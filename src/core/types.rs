use std::time::Duration;

use thiserror::Error;

/// Convenience result alias for channel operations.
pub type ChannelResult<T> = Result<T, ChannelError>;

/// Canonical error surface of the sync channel.
#[derive(Debug, Clone, Error)]
pub enum ChannelError {
    #[error("connection failed: {0}")]
    ConnectFailed(String),

    #[error("transport error ({context}): {error}")]
    Transport {
        context: &'static str,
        error: String,
    },

    #[error("parse failed: {0}")]
    Parse(String),

    #[error("actor error: {0}")]
    Actor(String),

    #[error("invalid state: {0}")]
    InvalidState(String),

    #[error("backpressure: outbound queue full")]
    OutboundQueueFull,

    #[error("server-side exception occurred")]
    RemoteException,

    #[error("disconnected before reply")]
    DisconnectedBeforeReply,

    #[error("channel closed")]
    Closed,
}

/// Connection state of the single physical connection the channel owns.
///
/// `Connecting` also covers the waiting period between retry attempts; an
/// explicit `close()` moves through `Closing` into the terminal `Closed`.
#[derive(Debug, Clone, Copy, PartialEq, Eq)]
pub enum ChannelStatus {
    Connecting,
    Open,
    Closing,
    Closed,
}

/// Lifecycle signals surfaced to the hosting page.
///
/// `Ready` fires exactly once per page session, when the first keepalive is
/// answered. Every later successful open fires `Reconnected` instead.
/// `Degraded`/`Recovered` are the liveness monitor's advisory signals and are
/// independent of the transport's own retry loop.
#[derive(Debug, Clone, Copy, PartialEq, Eq)]
pub enum ChannelSignal {
    Ready,
    Reconnected,
    Degraded,
    Recovered,
}

/// Why the physical connection went away.
#[derive(Debug, Clone)]
pub enum DisconnectCause {
    RemoteClosed,
    ReadFailure { error: String },
    WriteFailure { error: String },
    HandshakeFailed { error: String },
}

impl DisconnectCause {
    pub fn describe(&self) -> String {
        match self {
            DisconnectCause::RemoteClosed => "remote closed".to_string(),
            DisconnectCause::ReadFailure { error } => format!("read failure: {error}"),
            DisconnectCause::WriteFailure { error } => format!("write failure: {error}"),
            DisconnectCause::HandshakeFailed { error } => format!("handshake failed: {error}"),
        }
    }
}

/// Frame size bounds for the underlying websocket.
///
/// Envelopes are small JSON; the defaults only have to keep a misbehaving
/// server from ballooning memory.
#[derive(Clone, Copy, Debug)]
pub struct FrameLimits {
    pub max_message_bytes: usize,
    pub max_frame_bytes: usize,
}

impl Default for FrameLimits {
    fn default() -> Self {
        Self {
            max_message_bytes: 4 * 1024 * 1024,
            max_frame_bytes: 4 * 1024 * 1024,
        }
    }
}

/// Abstract reconnect pacing policy.
pub trait ReconnectStrategy: Send + Sync + 'static {
    fn next_delay(&mut self) -> Duration;
    fn reset(&mut self);
    fn should_retry(&self) -> bool;
}
use std::future::Future;
use std::pin::Pin;

use futures_util::{Sink, Stream};

use crate::core::{ChannelError, WsFrame};

pub mod tungstenite;

/// Boxed future returned by [`WsTransport::connect`].
pub type WsTransportConnectFuture<R, W> =
    Pin<Box<dyn Future<Output = Result<(R, W), ChannelError>> + Send>>;

/// Transport boundary for channel IO.
///
/// The IO loop lives outside the channel actor; the actor owns state and
/// policy. The trait is intentionally minimal so the websocket implementation
/// can be swapped (the test suite substitutes an in-memory transport) while
/// the protocol logic stays unchanged.
pub trait WsTransport: Clone + Send + Sync + 'static {
    type Reader: Stream<Item = Result<WsFrame, ChannelError>> + Send + Unpin + 'static;
    type Writer: Sink<WsFrame, Error = ChannelError> + Send + Sync + Unpin + 'static;

    fn connect(&self, url: String) -> WsTransportConnectFuture<Self::Reader, Self::Writer>;
}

⁂

> Exercise objective:
Output the data exactly, so that every line matches the original.

> Expected output:
filename src/core/types.rs
use std::time::Duration;

use thiserror::Error;

/// Convenience result alias for channel operations.
pub type ChannelResult<T> = Result<T, ChannelError>;

/// Canonical error surface of the sync channel.
#[derive(Debug, Clone, Error)]
pub enum ChannelError {
    #[error("connection failed: {0}")]
    ConnectFailed(String),

    #[error("transport error ({context}): {error}")]
    Transport {
        context: &'static str,
        error: String,
    },

    #[error("parse failed: {0}")]
    Parse(String),

    #[error("actor error: {0}")]
    Actor(String),

    #[error("invalid state: {0}")]
    InvalidState(String),

    #[error("backpressure: outbound queue full")]
    OutboundQueueFull,

    #[error("server-side exception occurred")]
    RemoteException,

    #[error("disconnected before reply")]
    DisconnectedBeforeReply,

    #[error("channel closed")]
    Closed,
}

/// Connection state of the single physical connection the channel owns.
///
/// `Connecting` also covers the waiting period between retry attempts; an
/// explicit `close()` moves through `Closing` into the terminal `Closed`.
#[derive(Debug, Clone, Copy, PartialEq, Eq)]
pub enum ChannelStatus {
    Connecting,
    Open,
    Closing,
    Closed,
}

/// Lifecycle signals surfaced to the hosting page.
///
/// `Ready` fires exactly once per page session, when the first keepalive is
/// answered. Every later successful open fires `Reconnected` instead.
/// `Degraded`/`Recovered` are the liveness monitor's advisory signals and are
/// independent of the transport's own retry loop.
#[derive(Debug, Clone, Copy, PartialEq, Eq)]
pub enum ChannelSignal {
    Ready,
    Reconnected,
    Degraded,
    Recovered,
}

/// Why the physical connection went away.
#[derive(Debug, Clone)]
pub enum DisconnectCause {
    RemoteClosed,
    ReadFailure { error: String },
    WriteFailure { error: String },
    HandshakeFailed { error: String },
}

impl DisconnectCause {
    pub fn describe(&self) -> String {
        match self {
            DisconnectCause::RemoteClosed => "remote closed".to_string(),
            DisconnectCause::ReadFailure { error } => format!("read failure: {error}"),
            DisconnectCause::WriteFailure { error } => format!("write failure: {error}"),
            DisconnectCause::HandshakeFailed { error } => format!("handshake failed: {error}"),
        }
    }
}

/// Frame size bounds for the underlying websocket.
///
/// Envelopes are small JSON; the defaults only have to keep a misbehaving
/// server from ballooning memory.
#[derive(Clone, Copy, Debug)]
pub struct FrameLimits {
    pub max_message_bytes: usize,
    pub max_frame_bytes: usize,
}

impl Default for FrameLimits {
    fn default() -> Self {
        Self {
            max_message_bytes: 4 * 1024 * 1024,
            max_frame_bytes: 4 * 1024 * 1024,
        }
    }
}

/// Abstract reconnect pacing policy.
pub trait ReconnectStrategy: Send + Sync + 'static {
    fn next_delay(&mut self) -> Duration;
    fn reset(&mut self);
    fn should_retry(&self) -> bool;
}
use std::future::Future;
use std::pin::Pin;

use futures_util::{Sink, Stream};

use crate::core::{ChannelError, WsFrame};

pub mod tungstenite;

/// Boxed future returned by [`WsTransport::connect`].
pub type WsTransportConnectFuture<R, W> =
    Pin<Box<dyn Future<Output = Result<(R, W), ChannelError>> + Send>>;

/// Transport boundary for channel IO.
///
/// The IO loop lives outside the channel actor; the actor owns state and
/// policy. The trait is intentionally minimal so the websocket implementation
/// can be swapped (the test suite substitutes an in-memory transport) while
/// the protocol logic stays unchanged.
pub trait WsTransport: Clone + Send + Sync + 'static {
    type Reader: Stream<Item = Result<WsFrame, ChannelError>> + Send + Unpin + 'static;
    type Writer: Sink<WsFrame, Error = ChannelError> + Send + Sync + Unpin + 'static;

    fn connect(&self, url: String) -> WsTransportConnectFuture<Self::Reader, Self::Writer>;
}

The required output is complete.